Spring 2007 (21.1) Feature

Risks of Lending and Liability to Others

Risk and liability change the initially stipulated terms of contracts, overruling their otherwise binding nature. Risk encourages careful assessment of debtors' abilities to service debts. Errors and negligence in assessment, and even external shocks, make creditors suffer losses. Disregarding one's duty of care or professional standards, or engaging in tortious or illegal behavior makes actors liable to compensate for any resulting damage—a necessary systemic element of the framework markets need to function well. Neither mechanism was allowed to work properly in sovereign lending.

This essay analyzes why risk and liability are necessary mechanisms of well—functioning markets, and discusses how risk can be handled. In the United States, inappropriate regulatory norms hindered providing against risk in the case of sovereign debt.

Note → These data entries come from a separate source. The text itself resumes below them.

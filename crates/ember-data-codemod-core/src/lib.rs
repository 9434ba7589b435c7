//! Core infrastructure for ember-data-codemod.
//!
//! This crate provides the language-agnostic pieces of the codemod:
//! - Span edits applied atomically to one file
//! - Text utilities (positions, line terminators, removal spans)
//! - The mapping table from legacy dotted paths to module exports
//! - The per-file module registry
//! - Diagnostics, error types and JSON output types
//! - Run configuration

pub mod config;
pub mod diagnostic;
pub mod error;
pub mod mapping;
pub mod output;
pub mod patch;
pub mod registry;
pub mod text;
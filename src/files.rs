//! Source file discovery.
//!
//! Walks each requested path and collects `.js` files, skipping build output
//! and dependency directories. Paths are returned relative to the project
//! root and sorted, so runs are deterministic.

use std::path::{Path, PathBuf};

use tracing::{debug, trace};
use walkdir::{DirEntry, WalkDir};

use ember_data_codemod_core::error::CodemodError;

/// Directory names never descended into.
const SKIPPED_DIRS: &[&str] = &["node_modules", ".git", "dist", "tmp"];

const EXTENSION: &str = "js";

fn is_skipped_dir(entry: &DirEntry) -> bool {
    entry.depth() > 0
        && entry.file_type().is_dir()
        && entry
            .file_name()
            .to_str()
            .is_some_and(|name| SKIPPED_DIRS.contains(&name))
}

/// Collect the `.js` files under `paths`.
///
/// `paths` are relative to `root` (absolute paths are used as is). A path
/// that names a file is taken even if it is not `.js`. Missing paths are an
/// error when `explicit` is set and silently skipped otherwise, which is how
/// the default directory list behaves.
pub fn collect_source_files(
    root: &Path,
    paths: &[PathBuf],
    explicit: bool,
) -> Result<Vec<PathBuf>, CodemodError> {
    let mut files = Vec::new();

    for path in paths {
        let full = root.join(path);
        if !full.exists() {
            if explicit {
                return Err(CodemodError::PathNotFound {
                    path: path.display().to_string(),
                });
            }
            debug!(path = %path.display(), "skipping missing default path");
            continue;
        }

        if full.is_file() {
            files.push(relative_to(root, &full));
            continue;
        }

        for entry in WalkDir::new(&full)
            .follow_links(false)
            .into_iter()
            .filter_entry(|e| !is_skipped_dir(e))
            .filter_map(|e| e.ok())
        {
            let file = entry.path();
            if entry.file_type().is_file() && file.extension().is_some_and(|ext| ext == EXTENSION) {
                trace!(file = %file.display(), "found source file");
                files.push(relative_to(root, file));
            }
        }
    }

    files.sort();
    files.dedup();
    Ok(files)
}

fn relative_to(root: &Path, path: &Path) -> PathBuf {
    path.strip_prefix(root).unwrap_or(path).to_path_buf()
}
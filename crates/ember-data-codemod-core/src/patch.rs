//! Span-anchored text edits applied atomically to a single source file.
//!
//! The codemod never re-prints a whole module. Every change it makes is one of
//! three primitives anchored at byte offsets of the *original* text:
//!
//! | Primitive | Description | Span Semantics |
//! |-----------|-------------|----------------|
//! | `Replace(span, text)` | Replace content at span with new text | `span.start..span.end` becomes `text` |
//! | `Delete(span)` | Remove content at span | Equivalent to `Replace(span, "")` |
//! | `InsertAt(position, text)` | Insert at absolute position | Zero-width span at position |
//!
//! [`BatchSpanEditor`] collects primitives and applies them in one pass, so
//! untouched code keeps its exact formatting.
//!
//! # Example
//!
//! ```
//! use ember_data_codemod_core::patch::{BatchSpanEditor, EditPrimitive, Span};
//!
//! let source = "export default DS.Model.extend();\n";
//!
//! let mut editor = BatchSpanEditor::new(source);
//! editor.add(EditPrimitive::Replace {
//!     span: Span::new(15, 23),
//!     new_text: "Model".to_string(),
//! });
//! editor.add(EditPrimitive::InsertAt {
//!     position: 0,
//!     text: "import Model from '@ember-data/model';\n".to_string(),
//! });
//!
//! let result = editor.apply().unwrap();
//! assert_eq!(
//!     result,
//!     "import Model from '@ember-data/model';\nexport default Model.extend();\n"
//! );
//! ```

use std::cmp::Ordering;
use std::fmt;

use serde::{Deserialize, Serialize};
use thiserror::Error;

// ============================================================================
// Span
// ============================================================================

/// Byte offsets into file content.
///
/// Spans are half-open intervals: `[start, end)`.
#[derive(Debug, Clone, Copy, PartialEq, Eq, Hash, PartialOrd, Ord, Serialize, Deserialize)]
pub struct Span {
    /// Start byte offset (inclusive).
    pub start: usize,
    /// End byte offset (exclusive).
    pub end: usize,
}

impl Span {
    /// Create a new span.
    ///
    /// # Panics
    /// Panics if `start > end`.
    pub fn new(start: usize, end: usize) -> Self {
        assert!(
            start <= end,
            "Span start ({}) must be <= end ({})",
            start,
            end
        );
        Span { start, end }
    }

    /// Check if this span overlaps with another.
    ///
    /// Adjacent spans (one ends where another starts) do NOT overlap.
    pub fn overlaps(&self, other: &Span) -> bool {
        self.start < other.end && other.start < self.end
    }

    /// Check if this span contains another span entirely.
    pub fn contains(&self, other: &Span) -> bool {
        self.start <= other.start && other.end <= self.end
    }

    /// Check if a byte offset falls inside the span.
    pub fn contains_offset(&self, offset: usize) -> bool {
        self.start <= offset && offset < self.end
    }
}

impl fmt::Display for Span {
    fn fmt(&self, f: &mut fmt::Formatter<'_>) -> fmt::Result {
        write!(f, "[{}, {})", self.start, self.end)
    }
}

// ============================================================================
// Edit Primitives
// ============================================================================

/// An atomic edit operation on source text.
///
/// Edit primitives are collected and applied in reverse position order
/// to preserve span validity as text lengths change.
#[derive(Debug, Clone, PartialEq, Eq)]
pub enum EditPrimitive {
    /// Replace content at span with new text.
    Replace { span: Span, new_text: String },

    /// Delete content at span. Equivalent to `Replace { span, new_text: "" }`.
    Delete { span: Span },

    /// Insert text at an absolute byte position.
    InsertAt { position: usize, text: String },
}

impl EditPrimitive {
    /// Returns the span of original text this edit consumes.
    /// For InsertAt, returns a zero-width span at the position.
    pub fn effective_span(&self) -> Span {
        match self {
            EditPrimitive::Replace { span, .. } => *span,
            EditPrimitive::Delete { span } => *span,
            EditPrimitive::InsertAt { position, .. } => Span::new(*position, *position),
        }
    }

    /// Returns the insertion point (byte offset where new text begins).
    pub fn insertion_point(&self) -> usize {
        match self {
            EditPrimitive::Replace { span, .. } => span.start,
            EditPrimitive::Delete { span } => span.start,
            EditPrimitive::InsertAt { position, .. } => *position,
        }
    }

    /// Returns true if this is a pure insertion.
    pub fn is_insertion(&self) -> bool {
        matches!(self, EditPrimitive::InsertAt { .. })
    }
}

// ============================================================================
// Errors
// ============================================================================

/// Error type for batch edit operations.
#[derive(Debug, Clone, PartialEq, Eq, Error)]
pub enum BatchEditError {
    /// Two edits have overlapping spans.
    #[error("overlapping edits: {edit1_span} and {edit2_span}")]
    OverlappingEdits { edit1_span: Span, edit2_span: Span },

    /// An edit span extends beyond source length.
    #[error("span {span} is out of bounds for source of length {source_len}")]
    SpanOutOfBounds { span: Span, source_len: usize },

    /// An edit boundary splits a multi-byte character.
    #[error("span {span} does not fall on character boundaries")]
    NotCharBoundary { span: Span },

    /// No edits to apply.
    #[error("no edits to apply")]
    EmptyEdits,
}

/// Result type for batch edit operations.
pub type BatchEditResult<T> = Result<T, BatchEditError>;

// ============================================================================
// Batch Editor
// ============================================================================

/// A batch editor that collects edit primitives and applies them atomically.
///
/// Either every edit applies or none does: validation (bounds, character
/// boundaries, overlaps) runs before the first byte is touched.
pub struct BatchSpanEditor<'src> {
    source: &'src str,
    edits: Vec<EditPrimitive>,
}

impl<'src> BatchSpanEditor<'src> {
    /// Create a new BatchSpanEditor for the given source.
    pub fn new(source: &'src str) -> Self {
        Self {
            source,
            edits: Vec::new(),
        }
    }

    /// Add an edit primitive to the batch.
    pub fn add(&mut self, edit: EditPrimitive) {
        self.edits.push(edit);
    }

    /// Add multiple edit primitives.
    pub fn add_all(&mut self, edits: impl IntoIterator<Item = EditPrimitive>) {
        self.edits.extend(edits);
    }

    /// Apply all queued edits and return the transformed source.
    ///
    /// Edits are applied in reverse position order to preserve span validity.
    ///
    /// # Errors
    ///
    /// - `BatchEditError::OverlappingEdits` if any two edits overlap
    /// - `BatchEditError::SpanOutOfBounds` if any span exceeds source length
    /// - `BatchEditError::NotCharBoundary` if a span splits a UTF-8 character
    /// - `BatchEditError::EmptyEdits` if no edits are queued
    pub fn apply(mut self) -> BatchEditResult<String> {
        if self.edits.is_empty() {
            return Err(BatchEditError::EmptyEdits);
        }

        self.check_bounds()?;

        // Descending by position; at equal positions deletions and
        // replacements run before insertions so the inserted text lands at
        // the original offset.
        self.edits.sort_by(compare_edits);

        if let Some((first, second)) = first_overlap(&self.edits) {
            return Err(BatchEditError::OverlappingEdits {
                edit1_span: first,
                edit2_span: second,
            });
        }

        let mut result = self.source.to_string();
        for edit in &self.edits {
            match edit {
                EditPrimitive::Replace { span, new_text } => {
                    result.replace_range(span.start..span.end, new_text);
                }
                EditPrimitive::Delete { span } => {
                    result.replace_range(span.start..span.end, "");
                }
                EditPrimitive::InsertAt { position, text } => {
                    result.insert_str(*position, text);
                }
            }
        }

        Ok(result)
    }

    fn check_bounds(&self) -> BatchEditResult<()> {
        let source_len = self.source.len();
        for edit in &self.edits {
            let span = edit.effective_span();
            if span.end > source_len {
                return Err(BatchEditError::SpanOutOfBounds { span, source_len });
            }
            if !self.source.is_char_boundary(span.start) || !self.source.is_char_boundary(span.end)
            {
                return Err(BatchEditError::NotCharBoundary { span });
            }
        }
        Ok(())
    }
}

fn compare_edits(a: &EditPrimitive, b: &EditPrimitive) -> Ordering {
    match b.insertion_point().cmp(&a.insertion_point()) {
        Ordering::Equal => match (a.is_insertion(), b.is_insertion()) {
            (false, true) => Ordering::Less,
            (true, false) => Ordering::Greater,
            _ => Ordering::Equal,
        },
        other => other,
    }
}

/// Scan edits already sorted in descending order for the first overlapping
/// pair. Adjacent edits do not overlap.
fn first_overlap(sorted: &[EditPrimitive]) -> Option<(Span, Span)> {
    sorted.windows(2).find_map(|pair| {
        let prev = pair[0].effective_span();
        let curr = pair[1].effective_span();
        if prev.overlaps(&curr) {
            Some((curr, prev))
        } else {
            None
        }
    })
}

The absence of liability—a market imperfection—has produced debts no decent legal system would recognize as legitimate domestic debt, thus aggravating the sovereign debt problem, and giving rise to concepts such as criminal, odious, and illegal debts. Discriminating sovereign debtors and disobeying the rule of law caused market distortions, resulting in not only grave damages to debtors, but also losses to creditors that the mechanisms risk and liability would have avoided. Finally, I briefly present proposals to repair these shortcomings in order to avoid the disasters of the past.